Regarding the Appellant’s assertion that the circuit judge should have disqualified himself from sitting on his case due to the judge's personal relationship with the prosecutor, the recu-sal motion filed by the Appellant during the underlying trial only raises the judge’s prejudice against the Appellant as a result of the trial judge presiding over the trial of the Appellant's co-defendant. The Appellant never raised the personal relationship issue with the underlying trial judge. Finally, the Appellant has never offered any factual basis for such an assertion. Because the Appellant has never specifically stated in detail the underlying facts supportive of the claim and because the Appellant never brought the issue before the lower court, we deem it waived. See Losh, 166 W.Va. at 771, 277 S.E.2d at 612.

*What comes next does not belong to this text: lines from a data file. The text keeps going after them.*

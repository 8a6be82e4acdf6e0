//! Source resolution: file path when the code is on disk, otherwise a
//! `sourceReference` whose content is downloaded from the VM on demand.

use std::collections::HashMap;
use std::path::PathBuf;

use dartdbg_vm::VmApi;
use url::Url;

use crate::classifier::Classification;
use crate::error::DapError;
use crate::packages::PackageMap;
use crate::protocol::Source;

/// Where the editor should read a script from.
#[derive(Debug, Clone, PartialEq, Eq)]
pub struct ResolvedSource {
    pub name: String,
    pub path: Option<PathBuf>,
    pub source_reference: Option<i64>,
}

impl ResolvedSource {
    pub fn to_dap(&self, classification: Classification) -> Source {
        Source {
            name: Some(self.name.clone()),
            path: self.path.as_ref().map(|p| p.display().to_string()),
            source_reference: self.source_reference,
            presentation_hint: classification.presentation_hint.map(str::to_string),
            origin: classification.origin.map(str::to_string),
        }
    }
}

#[derive(Debug)]
struct SourceEntry {
    isolate_id: String,
    script_id: String,
    content: Option<String>,
}

/// What the `source` request needs to do.
#[derive(Debug, Clone, PartialEq, Eq)]
pub enum SourceLookup {
    Cached(String),
    Fetch { isolate_id: String, script_id: String },
}

/// Per-session source reference table.
#[derive(Debug)]
pub struct SourceResolver {
    next: i64,
    by_uri: HashMap<String, i64>,
    entries: HashMap<i64, SourceEntry>,
}

impl Default for SourceResolver {
    fn default() -> Self {
        Self::new()
    }
}

fn display_name(uri: &str) -> String {
    uri.rsplit(|c| c == '/' || c == ':').next().unwrap_or(uri).to_string()
}

fn local_path(uri: &str, packages: &PackageMap) -> Option<PathBuf> {
    let path = if uri.starts_with("file:") {
        Url::parse(uri).ok()?.to_file_path().ok()?
    } else if uri.starts_with("package:") {
        packages.resolve(uri)?
    } else {
        return None;
    };
    path.exists().then_some(path)
}

impl SourceResolver {
    pub fn new() -> Self {
        Self {
            next: 1,
            by_uri: HashMap::new(),
            entries: HashMap::new(),
        }
    }

    /// Resolve a script URI. Identical URIs always get the same reference.
    pub fn resolve(
        &mut self,
        uri: &str,
        isolate_id: &str,
        script_id: &str,
        packages: &PackageMap,
    ) -> ResolvedSource {
        let name = display_name(uri);
        if let Some(path) = local_path(uri, packages) {
            return ResolvedSource {
                name,
                path: Some(path),
                source_reference: None,
            };
        }
        let reference = match self.by_uri.get(uri) {
            Some(&reference) => reference,
            None => {
                let reference = self.next;
                self.next += 1;
                self.by_uri.insert(uri.to_string(), reference);
                self.entries.insert(
                    reference,
                    SourceEntry {
                        isolate_id: isolate_id.to_string(),
                        script_id: script_id.to_string(),
                        content: None,
                    },
                );
                reference
            }
        };
        ResolvedSource {
            name,
            path: None,
            source_reference: Some(reference),
        }
    }

    pub fn lookup(&self, reference: i64) -> Result<SourceLookup, DapError> {
        let entry = self
            .entries
            .get(&reference)
            .ok_or_else(|| DapError::rejected(format!("unknown source reference {reference}")))?;
        Ok(match &entry.content {
            Some(content) => SourceLookup::Cached(content.clone()),
            None => SourceLookup::Fetch {
                isolate_id: entry.isolate_id.clone(),
                script_id: entry.script_id.clone(),
            },
        })
    }

    pub fn store_content(&mut self, reference: i64, content: String) {
        if let Some(entry) = self.entries.get_mut(&reference) {
            entry.content = Some(content);
        }
    }

    /// Point existing references at a surviving isolate after the one that
    /// first loaded them exits.
    pub fn reassign_isolate(&mut self, from: &str, to: &str) {
        for entry in self.entries.values_mut() {
            if entry.isolate_id == from {
                entry.isolate_id = to.to_string();
            }
        }
    }
}

/// Download a script's text, verbatim.
pub async fn fetch_source(api: &VmApi, isolate_id: &str, script_id: &str) -> Result<String, DapError> {
    let script = api.get_script(isolate_id, script_id).await?;
    script
        .source
        .ok_or_else(|| DapError::Protocol(format!("script {} has no source", script.uri)))
}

Regarding the issue of whether the Appellant was denied his right to counsel when the trial court ordered the Appellant’s trial counsel not to discuss the Appellant’s testimony during a weekend recess, it is significant to nbte that the lower court did not preclude the Appellant and his counsel from discussing "future conduct of the trial [and] strategies’’ during the recess. Moreover, there was no objection by the defense to this ruling and it was not even assigned as error in the Appellant’s brief before this Court, but merely asserted in passing. This Court recently stated in dicta in State ex rel. Means v. King, 205 W.Va. 708, 520 S.E.2d 875 (1999), that "it is clear that a criminal defendant enjoys the right to confer with his attorney during the course of his trial testimony.” Id. at 715, 520 S.E.2d at 882. In making this statement, the Court relied upon the decision of the United States Supreme Court in Geders v. United States, 425 U.S. 80, 96 S.Ct. 1330, 47 L.Ed.2d 592 (1976). In Geders, the Supreme Court held that "an order [in a criminal trial] preventing petitioner from consulting his counsel 'about anything’ during a 17-hour overnight recess between his direct-and cross-examination impinged on his right to the assistance of counsel guaranteed by the Sixth Amendment.” Id. at 91, 96 S.Ct. 1330. In the Geders case, the defendant objected to the court’s ruling at trial and raised the issue on appeal. See id. at 82-83 and 86, 96 S.Ct. 1330. In the instant case, however, the lower court’s ruling was not as encompassing as that made in the Geders case. Further, the trial court did not prohibit the Appellant from conferring with his attorney during the course of trial. Because there was no objection raised, no assignment of error made and plain error is not apparent from the record, we conclude that any alleged error regarding the trial court’s ruling on this issue has been waived.

. No threats were ever cony eyed to either the juror or a member of her family.